LE VOCI E la notizia, in effetti, tra le categorie è arrivata come una bomba. La zona rossa permetterà l'apertura al pubblico solo ad alcune attività commerciali di servizi essenziali. Chiuderanno invece senza esclusione di colpi tutte le attività di ristorazione e bar. A Venezia però, dove la carenza di popolazione residente è un dettaglio non da poco, nemmeno la possibilità di vendere per asporto o consegnare a domicilio è una reale consolazione. «Chi lo fa, agisce per spirito di resistenza più che per un effettivo guadagno nota con franchezza Ernesto Pancin, direttore in città dell'Associazione esercenti pubblici esercizi E proprio questo aspetto psicologico non dobbiamo perderlo di vista. Dopo un'esperienza di trent'anni in questo ambito, provenendo da una famiglia di esercenti, mi accorgo di come ai nostri imprenditori manchi ormai l'ossigeno del domani, ammazzato insieme alla possibilità di programmare il lavoro da questi cambi repentini e peggiorativi. Non resta che andarci con i piedi di piombo aggiunge Pancin rifornire con prudenza le derrate alimentari sperando di attutire meglio i colpi. Intanto però, ascoltare un associato di quasi sessant'anni che con le lacrime agli occhi capisce di dover chiudere per sempre dopo una vita da onesto lavoratore è dura».

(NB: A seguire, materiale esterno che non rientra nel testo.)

#![allow(dead_code)]

pub mod patch_03_06;
pub mod patch_03_17;
pub mod patch_04_35;
pub mod patch_06_14;

use std::sync::atomic::{AtomicBool, Ordering};

use patchkit::snapshot::{snapshot, v1::V1, v2::V2, v3::V3, v4::V4};
use patchkit::{Patch, Session};
use sqlx::Sqlite;

/// Directory of the SQL patches shipped with the tests.
pub fn sql_directory() -> std::path::PathBuf {
    std::path::Path::new(env!("CARGO_MANIFEST_DIR")).join("tests/patches/sql")
}

snapshot! {
    pub struct NoteV2: V2 => "note" {
        pub body: String,
    }
}

snapshot! {
    pub struct NoteV3: V3 => "note" {
        pub body: String,
    }
}

/// Generation 2 patch writing a row through a generation 3 snapshot.
pub struct ReachesAhead {
    pub swallow_error: bool,
}

#[async_trait::async_trait]
impl Patch<Sqlite> for ReachesAhead {
    fn name(&self) -> &str {
        "patch-05-01"
    }

    fn generation(&self) -> u8 {
        2
    }

    async fn apply_patch(&self, session: &mut Session<Sqlite>) -> anyhow::Result<()> {
        session
            .execute_script("CREATE TABLE marker (id INTEGER PRIMARY KEY)")
            .await?;

        let created = session
            .create(NoteV3 {
                body: "ahead".to_owned(),
            })
            .await;

        match created {
            Err(_) if self.swallow_error => Ok(()),
            Err(err) => Err(err.into()),
            Ok(_) => Ok(()),
        }
    }
}

/// Fails on its first run only.
pub struct FailsOnce {
    pub name: &'static str,
    pub failed: AtomicBool,
}

impl FailsOnce {
    pub fn new(name: &'static str) -> Self {
        Self {
            name,
            failed: AtomicBool::new(false),
        }
    }
}

#[async_trait::async_trait]
impl Patch<Sqlite> for FailsOnce {
    fn name(&self) -> &str {
        self.name
    }

    fn generation(&self) -> u8 {
        2
    }

    async fn apply_patch(&self, session: &mut Session<Sqlite>) -> anyhow::Result<()> {
        session
            .create(NoteV2 {
                body: self.name.to_owned(),
            })
            .await?;
        session.flush().await?;

        if !self.failed.swap(true, Ordering::SeqCst) {
            anyhow::bail!("disk full");
        }

        Ok(())
    }
}

/// Never finishes, to be cancelled.
pub struct Stalls;

#[async_trait::async_trait]
impl Patch<Sqlite> for Stalls {
    fn name(&self) -> &str {
        "patch-07-01"
    }

    fn generation(&self) -> u8 {
        2
    }

    async fn apply_patch(&self, session: &mut Session<Sqlite>) -> anyhow::Result<()> {
        session
            .create(NoteV2 {
                body: "half done".to_owned(),
            })
            .await?;
        session.flush().await?;

        tokio::time::sleep(std::time::Duration::from_secs(3600)).await;

        Ok(())
    }
}

snapshot! {
    pub struct CityV1: V1 => "city_location" {
        pub city: Option<String>,
        pub state: Option<String>,
    }
}

snapshot! {
    pub struct CityV2: V2 => "city_location" {
        pub city: Option<String>,
        pub state: Option<String>,
    }
}

snapshot! {
    pub struct CityV3: V3 => "city_location" {
        pub city: Option<String>,
        pub state: Option<String>,
    }
}

snapshot! {
    pub struct CityV4: V4 => "city_location" {
        pub city: Option<String>,
        pub state: Option<String>,
    }
}

/// Writes one city through the snapshot of its generation.
pub struct WritesCity {
    pub generation: u8,
}

#[async_trait::async_trait]
impl Patch<Sqlite> for WritesCity {
    fn name(&self) -> &str {
        "patch-08-01"
    }

    fn generation(&self) -> u8 {
        self.generation
    }

    async fn apply_patch(&self, session: &mut Session<Sqlite>) -> anyhow::Result<()> {
        let city = Some("Campinas".to_owned());
        let state = Some("SP".to_owned());

        match self.generation {
            1 => {
                session.create(CityV1 { city, state }).await?;
            }
            2 => {
                session.create(CityV2 { city, state }).await?;
            }
            3 => {
                session.create(CityV3 { city, state }).await?;
            }
            _ => {
                session.create(CityV4 { city, state }).await?;
            }
        }

        Ok(())
    }
}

«INCERTEZZA DEVASTANTE» La sensazione nel mondo della ristorazione è di un annaspare continuo. «Dopo cento giorni di chiusura serale, trascorsi ad aspettare tempi migliori, queste due settimane in rosso seguite da altrettanta incertezza devastano racconta Giacomo Zammattio, socio titolare del ristorante Muro Frari e San Stae tolta la piccola goccia del pranzo che già ci aiutava relativamente, ora resta solo il delivery per cui i turni in sala salteranno e rimarrò da solo in uno dei due punti con il cuoco e il pizzaiolo. Altra questione preoccupante è che però la residenzialità di Venezia garantisce un fatturato di circa il 10% con questo tipo di servizio, nonostante l'organizzazione delle consegne con Cocai express sia una felice e indispensabile collaborazione che va avanti da quasi un anno». A mancare, sottolinea Giacomo, è l'abitudine dei locali, «anche dei più affezionati, ad affidarsi a un'applicazione per ricevere il cibo a casa. Si inceppa ancora una volta la possibilità di uscire dalla cassa integrazione mentre dal governo non arrivano certezze di alcun tipo riguardo a ristori e sostegni. Non rimane altro che domandare aiuti alla banca». Adattabilità e pazienza diventano qualità indispensabili. «Fatalità avevamo riaperto venerdì scorso per richiudere dopo due giorni col passaggio all'arancio confessa Andrea Colauzzi, titolare di Ai Nevodi insieme a Matteo - Avremmo due locali in via Garibaldi, ma a salvarci è Nevodipizzalab. Provando a riconvertire il ristorante per l'asporto abbiamo capito che la cucina ha una possibilità di sopravvivenza minima vista la quantità di residenti. E sì che siamo a Castello, zona anche felice da questo punto di vista rispetto a San Marco, ma non abbastanza».